Also Read: What is keeping founders up at night?

  • Supplier and vendor information: Offering details on key suppliers and vendors, including terms and contract specifics, provides insights into the startup’s supply chain and relationships. An example might include information concerning a strategic partnership with a key supplier, ensuring a steady source of essential components.

Safeguarding intellectual property: Protecting the crown jewels

Intellectual property (IP) often serves as a significant asset for startups, and the protection thereof is crucial:

  • Patents, trademarks, and copyrights: Robust documentation establishing ownership and protection of IP, such as issued patents or trademark registrations, serves as a testament to the startup’s innovative prowess.
  • Inventions and innovations: A detailed account of proprietary technologies, algorithms, or unique methodologies underscores the startup’s cutting-edge capabilities and the potential for creating a competitive advantage in the market.

Compliance and regulatory records: Navigating regulatory waters

For startups operating within regulated industries, compliance and regulatory records are of utmost importance:

  • Regulatory approvals: Records of approvals, permits, and licenses required for legal operation assure potential investors that the startup complies with the necessary regulatory standards.
  • Compliance reports: Concrete evidence of adherence to industry-specific regulations and standards demonstrates the startup’s commitment to regulatory compliance and risk mitigation.

Customer and market: Unveiling market potential

Investors aspire to comprehend a startup’s traction and market potential, rendering this section crucial:

  • Market research: Comprehensive data concerning market size, trends, and the competitive landscape provide insights into the startup’s growth opportunities and market positioning.
  • Customer case studies: Success stories or testimonials from satisfied customers offer social proof of the startup’s capacity to meet customer needs and generate value.

Also Read: ‘Founders in SEA should connect with global startup hubs’: Miguel Encarnacion of Unifier Ventures

  • Marketing strategies: A succinct outline of customer acquisition and retention plans aids investors in evaluating the startup’s go-to-market strategy and growth potential.
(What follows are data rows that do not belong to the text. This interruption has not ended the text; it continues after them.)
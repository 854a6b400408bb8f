// SPDX-License-Identifier: Apache-2.0
// © James Ross Ω FLYING•ROBOTS <https://github.com/flyingrobots>
//! HTTP transport seam.
//!
//! The client sees a transport as one blocking call per request:
//! `send(node, request) -> response | TransportError`. A transport error
//! means the node could not be talked to; any HTTP status, even an error
//! status, is a response. [`HttpTransport`] is the `reqwest` implementation;
//! tests substitute an in-memory one.

use std::error::Error as _;
use thiserror::Error;
use tracing::debug;

use crate::cluster::Node;
use crate::config::{ClientOptions, ConfigError};

/// HTTP method.
#[derive(Debug, Clone, Copy, PartialEq, Eq, Hash)]
pub enum Method {
    /// `GET`
    Get,
    /// `POST`
    Post,
    /// `DELETE`
    Delete,
}

/// One request, independent of the node it is sent to.
#[derive(Debug, Clone, PartialEq, Eq)]
pub struct HttpRequest {
    /// Method.
    pub method: Method,
    /// Path and query string, starting with `/`.
    pub path: String,
    /// Extra headers.
    pub headers: Vec<(&'static str, String)>,
    /// Body; empty for `GET` and `DELETE`.
    pub body: Vec<u8>,
}

impl HttpRequest {
    fn new(method: Method, path: impl Into<String>, body: Vec<u8>) -> Self {
        Self {
            method,
            path: path.into(),
            headers: Vec::new(),
            body,
        }
    }

    /// `GET path`.
    pub fn get(path: impl Into<String>) -> Self {
        Self::new(Method::Get, path, Vec::new())
    }

    /// `POST path` with `body`.
    pub fn post(path: impl Into<String>, body: Vec<u8>) -> Self {
        Self::new(Method::Post, path, body)
    }

    /// `DELETE path`.
    pub fn delete(path: impl Into<String>) -> Self {
        Self::new(Method::Delete, path, Vec::new())
    }

    /// Add a header.
    pub fn header(mut self, name: &'static str, value: impl Into<String>) -> Self {
        self.headers.push((name, value.into()));
        self
    }
}

/// What came back from a node.
#[derive(Debug, Clone, Default, PartialEq, Eq)]
pub struct HttpResponse {
    /// HTTP status code.
    pub status: u16,
    /// Body.
    pub body: Vec<u8>,
    /// `Warning` header, if the server sent one.
    pub warning: Option<String>,
}

impl HttpResponse {
    /// Response with `status` and `body` and no warning.
    pub fn new(status: u16, body: impl Into<Vec<u8>>) -> Self {
        Self {
            status,
            body: body.into(),
            warning: None,
        }
    }

    /// True for 2xx statuses.
    pub fn is_success(&self) -> bool {
        (200..300).contains(&self.status)
    }
}

/// A node could not be talked to.
#[derive(Debug, Clone, PartialEq, Eq, Error)]
pub enum TransportError {
    /// Connection refused, reset, or otherwise failed.
    #[error("connection to {node} failed: {reason}")]
    ConnectFailed {
        /// Node address.
        node: String,
        /// Underlying error.
        reason: String,
    },
    /// Connect or request timeout elapsed.
    #[error("request to {node} timed out")]
    Timeout {
        /// Node address.
        node: String,
    },
    /// TLS handshake or certificate failure.
    #[error("tls error talking to {node}: {reason}")]
    Tls {
        /// Node address.
        node: String,
        /// Underlying error.
        reason: String,
    },
    /// The node answered but its response body was cut off. The request may
    /// have been executed.
    #[error("response from {node} (status {status}) was interrupted: {reason}")]
    ResponseInterrupted {
        /// Node address.
        node: String,
        /// Status line received before the failure.
        status: u16,
        /// Underlying error.
        reason: String,
    },
}

impl TransportError {
    /// True when the request never reached the node, so another node may be
    /// tried.
    #[must_use]
    pub const fn is_node_failure(&self) -> bool {
        !matches!(self, Self::ResponseInterrupted { .. })
    }
}

/// Sends requests to nodes. Shared by every thread using the client.
pub trait Transport: Send + Sync {
    /// Send `request` to `node` and wait for the full response.
    fn send(&self, node: &Node, request: &HttpRequest) -> Result<HttpResponse, TransportError>;
}

/// `reqwest` transport with connection pooling and per-node retries.
#[derive(Debug, Clone)]
pub struct HttpTransport {
    client: reqwest::blocking::Client,
    retry_count: u32,
}

impl HttpTransport {
    /// Build a transport from client options.
    ///
    /// `pool_size_per_route` bounds idle connections per node; `reqwest`
    /// has no global pool limit, so `pool_size_total` is not enforced here.
    pub fn new(options: &ClientOptions) -> Result<Self, ConfigError> {
        let mut builder = reqwest::blocking::Client::builder()
            .connect_timeout(options.connect_timeout())
            .timeout(options.socket_timeout())
            .pool_max_idle_per_host(options.pool_size_per_route)
            .user_agent(concat!("pilosa-client/", env!("CARGO_PKG_VERSION")))
            .danger_accept_invalid_certs(options.tls_skip_verify);
        if let Some(path) = &options.tls_ca_certificate_path {
            let pem = std::fs::read(path)?;
            let cert = reqwest::Certificate::from_pem(&pem).map_err(|e| ConfigError::Tls(e.to_string()))?;
            builder = builder.add_root_certificate(cert);
        }
        if let Some(path) = &options.tls_key_path {
            let pem = std::fs::read(path)?;
            let identity = reqwest::Identity::from_pem(&pem).map_err(|e| ConfigError::Tls(e.to_string()))?;
            builder = builder.identity(identity);
        }
        let client = builder.build().map_err(|e| ConfigError::Tls(e.to_string()))?;
        Ok(Self {
            client,
            retry_count: options.retry_count.max(1),
        })
    }

    fn send_once(&self, node: &Node, request: &HttpRequest) -> Result<HttpResponse, TransportError> {
        let method = match request.method {
            Method::Get => reqwest::Method::GET,
            Method::Post => reqwest::Method::POST,
            Method::Delete => reqwest::Method::DELETE,
        };
        let mut builder = self.client.request(method, node.url(&request.path));
        for (name, value) in &request.headers {
            builder = builder.header(*name, value.as_str());
        }
        if !request.body.is_empty() {
            builder = builder.body(request.body.clone());
        }
        let response = builder.send().map_err(|e| classify(node, &e))?;
        let status = response.status().as_u16();
        let warning = response
            .headers()
            .get(reqwest::header::WARNING)
            .and_then(|v| v.to_str().ok())
            .map(str::to_owned);
        let body = response
            .bytes()
            .map_err(|e| TransportError::ResponseInterrupted {
                node: node.uri().to_string(),
                status,
                reason: cause_chain(&e),
            })?
            .to_vec();
        Ok(HttpResponse { status, body, warning })
    }
}

impl Transport for HttpTransport {
    fn send(&self, node: &Node, request: &HttpRequest) -> Result<HttpResponse, TransportError> {
        let mut attempt = 1;
        loop {
            match self.send_once(node, request) {
                Err(TransportError::ConnectFailed { reason, .. }) if attempt < self.retry_count => {
                    debug!(node = %node.uri(), attempt, %reason, "retrying connection");
                    attempt += 1;
                }
                result => return result,
            }
        }
    }
}

fn cause_chain(err: &reqwest::Error) -> String {
    let mut reason = err.to_string();
    let mut source = err.source();
    while let Some(cause) = source {
        reason.push_str(": ");
        reason.push_str(&cause.to_string());
        source = cause.source();
    }
    reason
}

fn classify(node: &Node, err: &reqwest::Error) -> TransportError {
    let node = node.uri().to_string();
    if err.is_timeout() {
        return TransportError::Timeout { node };
    }
    // rustls failures surface as connect errors; tell them apart by the cause chain.
    let reason = cause_chain(err);
    let lower = reason.to_ascii_lowercase();
    if lower.contains("certificate") || lower.contains("tls") || lower.contains("handshake") {
        TransportError::Tls { node, reason }
    } else {
        TransportError::ConnectFailed { node, reason }
    }
}

#[cfg(test)]
mod tests {
    #![allow(clippy::unwrap_used)]
    use super::*;
    use crate::uri::Uri;

    #[test]
    fn request_builders_set_method_and_headers() {
        let req = HttpRequest::post("/index/i/query", b"Row(f=1)".to_vec()).header("PQL-Version", "1.0");
        assert_eq!(req.method, Method::Post);
        assert_eq!(req.headers, vec![("PQL-Version", "1.0".to_owned())]);
        assert!(HttpRequest::get("/schema").body.is_empty());
        assert_eq!(HttpRequest::delete("/index/i").method, Method::Delete);
    }

    #[test]
    fn only_interrupted_responses_keep_the_node() {
        let node = || "http://a:10101".to_owned();
        let reason = || "reset".to_owned();
        assert!(TransportError::ConnectFailed { node: node(), reason: reason() }.is_node_failure());
        assert!(TransportError::Timeout { node: node() }.is_node_failure());
        assert!(TransportError::Tls { node: node(), reason: reason() }.is_node_failure());
        assert!(!TransportError::ResponseInterrupted { node: node(), status: 200, reason: reason() }.is_node_failure());
    }

    #[test]
    fn success_is_2xx() {
        assert!(HttpResponse::new(200, "").is_success());
        assert!(HttpResponse::new(204, "").is_success());
        assert!(!HttpResponse::new(409, "").is_success());
        assert!(!HttpResponse::new(500, "").is_success());
    }

    #[test]
    fn unreachable_node_is_a_connect_failure() {
        let options = ClientOptions {
            connect_timeout_ms: 500,
            retry_count: 1,
            ..ClientOptions::default()
        };
        let transport = HttpTransport::new(&options).unwrap();
        // port 1 on loopback refuses connections
        let node = Node::new(Uri::parse("127.0.0.1:1").unwrap());
        let err = transport.send(&node, &HttpRequest::get("/version")).unwrap_err();
        assert!(matches!(err, TransportError::ConnectFailed { .. } | TransportError::Timeout { .. }));
    }
}
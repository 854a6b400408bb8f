// SPDX-License-Identifier: Apache-2.0
// © James Ross Ω FLYING•ROBOTS <https://github.com/flyingrobots>
//! Bulk import.
//!
//! Records are pulled lazily from the source, grouped into batches, encoded
//! with the chosen [`ImportStrategy`], and sent through the client's node
//! failover. Batches are independent: a failed batch does not undo the ones
//! before it. The import succeeds only if every batch succeeded; otherwise it
//! fails with [`PilosaError::PartialImportFailure`] listing the failed
//! batches and their records.
//!
//! A read error, or a timestamp on a field without a time quantum, stops the
//! import at once; the batch being filled is not sent. If batches were
//! already sent, the error comes back as [`PilosaError::ImportAborted`] with
//! their tally and the failed ones, so nothing sent goes unreported.

mod batch;
pub mod bitmap;
pub mod reader;

use pilosa_proto::PQL_VERSION;
use std::sync::mpsc::{self, Receiver};
use std::sync::Mutex;
use std::thread;
use tracing::{debug, instrument, warn};

use crate::client::{ok_status, Client};
use crate::error::{PilosaError, Result};
use crate::query::{column_arg, row_arg, Call, IdKey, PqlBatchQuery, PqlQuery};
use crate::schema::{Field, FieldType, DEFAULT_SHARD_WIDTH};
use crate::transport::HttpRequest;
use batch::Batches;

pub use bitmap::{pack, ShardPayload, STANDARD_VIEW};
pub use reader::{
    csv_column_reader, csv_value_reader, CsvColumnReader, CsvFormat, CsvValueFormat, CsvValueReader, EpochSeconds,
    QueryTime, TimeParser,
};

/// Default number of records per batch.
pub const DEFAULT_BATCH_SIZE: usize = 100_000;

/// One bit to set or clear.
#[derive(Debug, Clone, PartialEq, Eq)]
pub struct ImportRecord {
    /// Row id or key.
    pub row: IdKey,
    /// Column id or key.
    pub column: IdKey,
    /// Epoch seconds, for time fields.
    pub timestamp: Option<i64>,
}

impl ImportRecord {
    /// Record without a timestamp.
    pub fn new(row: impl Into<IdKey>, column: impl Into<IdKey>) -> Self {
        Self {
            row: row.into(),
            column: column.into(),
            timestamp: None,
        }
    }

    /// The same record at `timestamp`.
    pub fn at(mut self, timestamp: i64) -> Self {
        self.timestamp = Some(timestamp);
        self
    }
}

/// One integer value for a column of an int field.
#[derive(Debug, Clone, PartialEq, Eq)]
pub struct ImportValue {
    /// Column id or key.
    pub column: IdKey,
    /// Value to store.
    pub value: i64,
}

impl ImportValue {
    /// Value record.
    pub fn new(column: impl Into<IdKey>, value: i64) -> Self {
        Self {
            column: column.into(),
            value,
        }
    }
}

/// How batches are encoded.
#[derive(Debug, Clone, Copy, Default, PartialEq, Eq)]
pub enum ImportStrategy {
    /// One `Set`/`Clear` call per record, one batch query per batch.
    #[default]
    MutationCalls,
    /// Roaring bitmaps per shard, posted to the bulk endpoint. Ids only.
    BitmapTransfer,
}

/// Import settings.
#[derive(Debug, Clone, PartialEq, Eq)]
pub struct ImportOptions {
    /// Records per batch.
    pub batch_size: usize,
    /// Encoding.
    pub strategy: ImportStrategy,
    /// Clear the bits instead of setting them.
    pub clear: bool,
    /// Batches in flight at once; `1` sends them one after another.
    pub threads: usize,
}

impl Default for ImportOptions {
    fn default() -> Self {
        Self {
            batch_size: DEFAULT_BATCH_SIZE,
            strategy: ImportStrategy::MutationCalls,
            clear: false,
            threads: 1,
        }
    }
}

/// Outcome of a successful import.
#[derive(Debug, Clone, Copy, Default, PartialEq, Eq)]
pub struct ImportSummary {
    /// Batches sent.
    pub batches: usize,
    /// Records sent.
    pub records: usize,
}

/// Records of a failed batch.
#[derive(Debug, Clone, PartialEq, Eq)]
pub enum FailedRecords {
    /// From [`Client::import_field`].
    Columns(Vec<ImportRecord>),
    /// From [`Client::import_values`].
    Values(Vec<ImportValue>),
}

impl FailedRecords {
    /// Number of records.
    pub fn len(&self) -> usize {
        match self {
            Self::Columns(records) => records.len(),
            Self::Values(values) => values.len(),
        }
    }

    /// True when there is no record.
    pub fn is_empty(&self) -> bool {
        self.len() == 0
    }
}

/// A batch the server did not accept.
#[derive(Debug, Clone, PartialEq, Eq)]
pub struct FailedBatch {
    /// 0-based position of the batch in the import.
    pub index: usize,
    /// The batch's records, for resubmission.
    pub records: FailedRecords,
    /// Why it failed.
    pub reason: String,
}

struct Outcome<T> {
    index: usize,
    records: Vec<T>,
    result: Result<()>,
}

impl Client {
    /// Import bits into `field`.
    ///
    /// With [`ImportStrategy::BitmapTransfer`] the index and the field must
    /// address rows and columns by id, and the field must be a set, time or
    /// bool field.
    #[instrument(name = "Client.ImportField", skip_all, fields(index = field.index_name(), field = field.name()))]
    pub fn import_field<I>(&self, field: &Field, records: I, options: &ImportOptions) -> Result<ImportSummary>
    where
        I: IntoIterator<Item = Result<ImportRecord>>,
    {
        if options.strategy == ImportStrategy::BitmapTransfer {
            bitmap::check_field(field)?;
        }
        let timed = !field.options().time_quantum().is_none();
        let records = records.into_iter().map(|record| {
            let record = record?;
            if !timed {
                if let Some(timestamp) = record.timestamp {
                    return Err(PilosaError::TimestampNotSupported {
                        field: field.name().to_owned(),
                        timestamp,
                    });
                }
            }
            row_arg(field, record.row.clone())?;
            column_arg(field.index(), record.column.clone())?;
            Ok(record)
        });
        let send = |batch: &[ImportRecord]| match options.strategy {
            ImportStrategy::MutationCalls => self.send_mutations(field, batch, options.clear),
            ImportStrategy::BitmapTransfer => self.send_bitmaps(field, batch, options.clear),
        };
        self.run_import(records, options, send, FailedRecords::Columns)
    }

    /// Import integer values into an int `field`.
    ///
    /// Values are always sent as mutation calls; clearing is not supported.
    #[instrument(name = "Client.ImportValues", skip_all, fields(index = field.index_name(), field = field.name()))]
    pub fn import_values<I>(&self, field: &Field, values: I, options: &ImportOptions) -> Result<ImportSummary>
    where
        I: IntoIterator<Item = Result<ImportValue>>,
    {
        if field.options().field_type() != FieldType::Int {
            return Err(PilosaError::UnsupportedImportStrategy {
                field: field.name().to_owned(),
                reason: "values need an int field",
            });
        }
        if options.clear {
            return Err(PilosaError::UnsupportedImportStrategy {
                field: field.name().to_owned(),
                reason: "values cannot be cleared by import",
            });
        }
        if options.strategy == ImportStrategy::BitmapTransfer {
            return Err(PilosaError::UnsupportedImportStrategy {
                field: field.name().to_owned(),
                reason: "values cannot be sent as bitmaps",
            });
        }
        let values = values.into_iter().map(|value| {
            let value = value?;
            column_arg(field.index(), value.column.clone())?;
            Ok(value)
        });
        let send = |batch: &[ImportValue]| {
            let calls = batch
                .iter()
                .map(|v| field.setvalue(v.column.clone(), v.value).map(PqlQuery::into_call))
                .collect::<Result<Vec<_>>>()?;
            self.query(&PqlBatchQuery::with_calls(field.index().clone(), calls)).map(drop)
        };
        self.run_import(values, options, send, FailedRecords::Values)
    }

    fn send_mutations(&self, field: &Field, batch: &[ImportRecord], clear: bool) -> Result<()> {
        let calls = batch
            .iter()
            .map(|r| {
                let query = if clear {
                    field.clear(r.row.clone(), r.column.clone())
                } else {
                    field.set_with(r.row.clone(), r.column.clone(), r.timestamp)
                };
                query.map(PqlQuery::into_call)
            })
            .collect::<Result<Vec<Call>>>()?;
        self.query(&PqlBatchQuery::with_calls(field.index().clone(), calls)).map(drop)
    }

    /// A batch is accepted only if every shard payload is.
    fn send_bitmaps(&self, field: &Field, batch: &[ImportRecord], clear: bool) -> Result<()> {
        for payload in pack(field, DEFAULT_SHARD_WIDTH, batch, clear)? {
            let path = format!(
                "/index/{}/field/{}/import-roaring/{}",
                field.index_name(),
                field.name(),
                payload.shard
            );
            let request = HttpRequest::post(path, payload.request.encode())
                .header("Content-Type", "application/x-protobuf")
                .header("Accept", "application/x-protobuf")
                .header("PQL-Version", PQL_VERSION);
            debug!(shard = payload.shard, views = payload.request.views.len(), "sending shard bitmap");
            ok_status(self.request(&request)?)?;
        }
        Ok(())
    }

    fn run_import<T, I, F>(
        &self,
        records: I,
        options: &ImportOptions,
        send: F,
        wrap: fn(Vec<T>) -> FailedRecords,
    ) -> Result<ImportSummary>
    where
        T: Send,
        I: Iterator<Item = Result<T>>,
        F: Fn(&[T]) -> Result<()> + Sync,
    {
        let batches = Batches::new(records, options.batch_size);
        let (outcomes, read_error) = if options.threads > 1 {
            run_concurrent(batches, options.threads, &send)
        } else {
            run_sequential(batches, &send)
        };
        match read_error {
            None => summarize(outcomes, wrap),
            Some(err) if outcomes.is_empty() => Err(err),
            Some(err) => {
                let (summary, _, failed) = tally(outcomes, wrap);
                warn!(
                    succeeded = summary.batches,
                    failed = failed.len(),
                    error = %err,
                    "import stopped"
                );
                Err(PilosaError::ImportAborted {
                    cause: Box::new(err),
                    succeeded_batches: summary.batches,
                    failed,
                })
            }
        }
    }
}

fn attempt<T, F>(index: usize, records: Vec<T>, send: &F) -> Outcome<T>
where
    F: Fn(&[T]) -> Result<()>,
{
    debug!(batch = index, records = records.len(), "sending import batch");
    let result = send(&records);
    if let Err(err) = &result {
        warn!(batch = index, error = %err, "import batch failed");
    }
    Outcome { index, records, result }
}

fn run_sequential<T, I, F>(batches: Batches<I>, send: &F) -> (Vec<Outcome<T>>, Option<PilosaError>)
where
    I: Iterator<Item = Result<T>>,
    F: Fn(&[T]) -> Result<()>,
{
    let mut outcomes = Vec::new();
    for (index, batch) in batches.enumerate() {
        match batch {
            Ok(records) => outcomes.push(attempt(index, records, send)),
            Err(err) => return (outcomes, Some(err)),
        }
    }
    (outcomes, None)
}

/// Workers pull whole batches from a bounded queue, so at most `threads`
/// batches wait in memory besides those in flight.
fn run_concurrent<T, I, F>(batches: Batches<I>, threads: usize, send: &F) -> (Vec<Outcome<T>>, Option<PilosaError>)
where
    T: Send,
    I: Iterator<Item = Result<T>>,
    F: Fn(&[T]) -> Result<()> + Sync,
{
    let (job_tx, job_rx) = mpsc::sync_channel::<(usize, Vec<T>)>(threads);
    let (done_tx, done_rx) = mpsc::channel::<Outcome<T>>();
    let job_rx: Mutex<Receiver<(usize, Vec<T>)>> = Mutex::new(job_rx);
    let mut read_error = None;
    thread::scope(|scope| {
        for _ in 0..threads {
            let done_tx = done_tx.clone();
            let job_rx = &job_rx;
            scope.spawn(move || loop {
                let job = match job_rx.lock() {
                    Ok(rx) => rx.recv().ok(),
                    Err(_) => None,
                };
                let Some((index, records)) = job else { break };
                if done_tx.send(attempt(index, records, send)).is_err() {
                    break;
                }
            });
        }
        for (index, batch) in batches.enumerate() {
            match batch {
                Ok(records) => {
                    if job_tx.send((index, records)).is_err() {
                        break;
                    }
                }
                Err(err) => {
                    read_error = Some(err);
                    break;
                }
            }
        }
        drop(job_tx);
    });
    drop(done_tx);
    (done_rx.try_iter().collect(), read_error)
}

/// Successful batches, the earliest error, and every failed batch.
fn tally<T>(
    mut outcomes: Vec<Outcome<T>>,
    wrap: fn(Vec<T>) -> FailedRecords,
) -> (ImportSummary, Option<PilosaError>, Vec<FailedBatch>) {
    outcomes.sort_by_key(|o| o.index);
    let mut summary = ImportSummary::default();
    let mut first_error = None;
    let mut failed = Vec::new();
    for outcome in outcomes {
        match outcome.result {
            Ok(()) => {
                summary.batches += 1;
                summary.records += outcome.records.len();
            }
            Err(err) => {
                failed.push(FailedBatch {
                    index: outcome.index,
                    records: wrap(outcome.records),
                    reason: err.to_string(),
                });
                first_error.get_or_insert(err);
            }
        }
    }
    (summary, first_error, failed)
}

fn summarize<T>(outcomes: Vec<Outcome<T>>, wrap: fn(Vec<T>) -> FailedRecords) -> Result<ImportSummary> {
    let (summary, first_error, failed) = tally(outcomes, wrap);
    match first_error {
        None => {
            debug!(batches = summary.batches, records = summary.records, "import finished");
            Ok(summary)
        }
        Some(first_error) => Err(PilosaError::PartialImportFailure {
            succeeded_batches: summary.batches,
            first_error: Box::new(first_error),
            failed,
        }),
    }
}
// SPDX-License-Identifier: Apache-2.0
// © James Ross Ω FLYING•ROBOTS <https://github.com/flyingrobots>
//! Query model.
//!
//! Builders on [`Index`] and [`Field`] validate their arguments and return
//! [`PqlQuery`] values wrapping one [`Call`]. Serialization is the `Display`
//! form of the call tree and depends on nothing but the tree, so equal
//! queries always produce identical text.
//!
//! Canonical text:
//!
//! * arguments are separated by `,` without spaces;
//! * ids are bare integers, keys are single-quoted;
//! * keyword arguments appear in a fixed order per call;
//! * attribute maps are emitted sorted by name;
//! * a batch is the concatenation of its calls.

use pilosa_proto::{AttrValue, ResultKind};
use std::collections::BTreeMap;
use std::fmt;

use crate::error::{PilosaError, Result};
use crate::schema::{Field, FieldType, Index, IndexRef};
use crate::timestamp::{format_query_time, quantize};
use crate::validator::{validate_key, validate_label};

/// A row or column identifier: numeric id or string key.
#[derive(Debug, Clone, PartialEq, Eq, PartialOrd, Ord, Hash)]
pub enum IdKey {
    /// Numeric id.
    Id(u64),
    /// String key.
    Key(String),
}

impl IdKey {
    /// True for keys.
    pub fn is_key(&self) -> bool {
        matches!(self, Self::Key(_))
    }

    /// The id, if this is one.
    pub fn id(&self) -> Option<u64> {
        match self {
            Self::Id(id) => Some(*id),
            Self::Key(_) => None,
        }
    }
}

impl fmt::Display for IdKey {
    fn fmt(&self, f: &mut fmt::Formatter<'_>) -> fmt::Result {
        match self {
            Self::Id(id) => write!(f, "{id}"),
            Self::Key(key) => write!(f, "'{key}'"),
        }
    }
}

impl From<u64> for IdKey {
    fn from(id: u64) -> Self {
        Self::Id(id)
    }
}

impl From<&str> for IdKey {
    fn from(key: &str) -> Self {
        Self::Key(key.to_owned())
    }
}

impl From<String> for IdKey {
    fn from(key: String) -> Self {
        Self::Key(key)
    }
}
Facilitating due diligence: Simplifying the investor’s journey

Make due diligence an effortless process for investors by providing:

  • A due diligence checklist: A comprehensive list of documents and information required for thorough due diligence streamlines the process and ensures that all necessary materials are readily available.
  • Q&A documentation: A structured record of all questions and answers exchanged during the due diligence process enhances transparency and helps investors make informed decisions.

Supplementary information: Tailored to your startup’s needs

Depending on the startup’s unique characteristics and the expectations of investors, consider including:

  • Product demos: Video demonstrations or access to product prototypes offer a hands-on view of the startup’s offerings and innovation.
  • Press and media coverage: Articles, press releases, and media coverage showcasing the startup’s achievements offer external validation and demonstrate market recognition.
  • Board meeting minutes: Records of significant decisions and discussions within the company show transparency and corporate governance.

An impeccably organised data room emerges as the cornerstone of a startup’s capital-raising efforts, streamlining the fundraising process and enhancing the potential for attracting investors. By adhering to these guidelines and incorporating insights from experts and trusted sources, startups can ensure that their data room comprises all the necessary elements to instil confidence in potential investors.

Periodic updates are essential to reflect the most current and accurate information regarding the startup’s operations and financial health. With a robust data room, startups are better poised to secure the funding needed to thrive and succeed in a competitive business landscape. Craft your data room thoughtfully, and it will become a strategic asset in your quest for capital and growth.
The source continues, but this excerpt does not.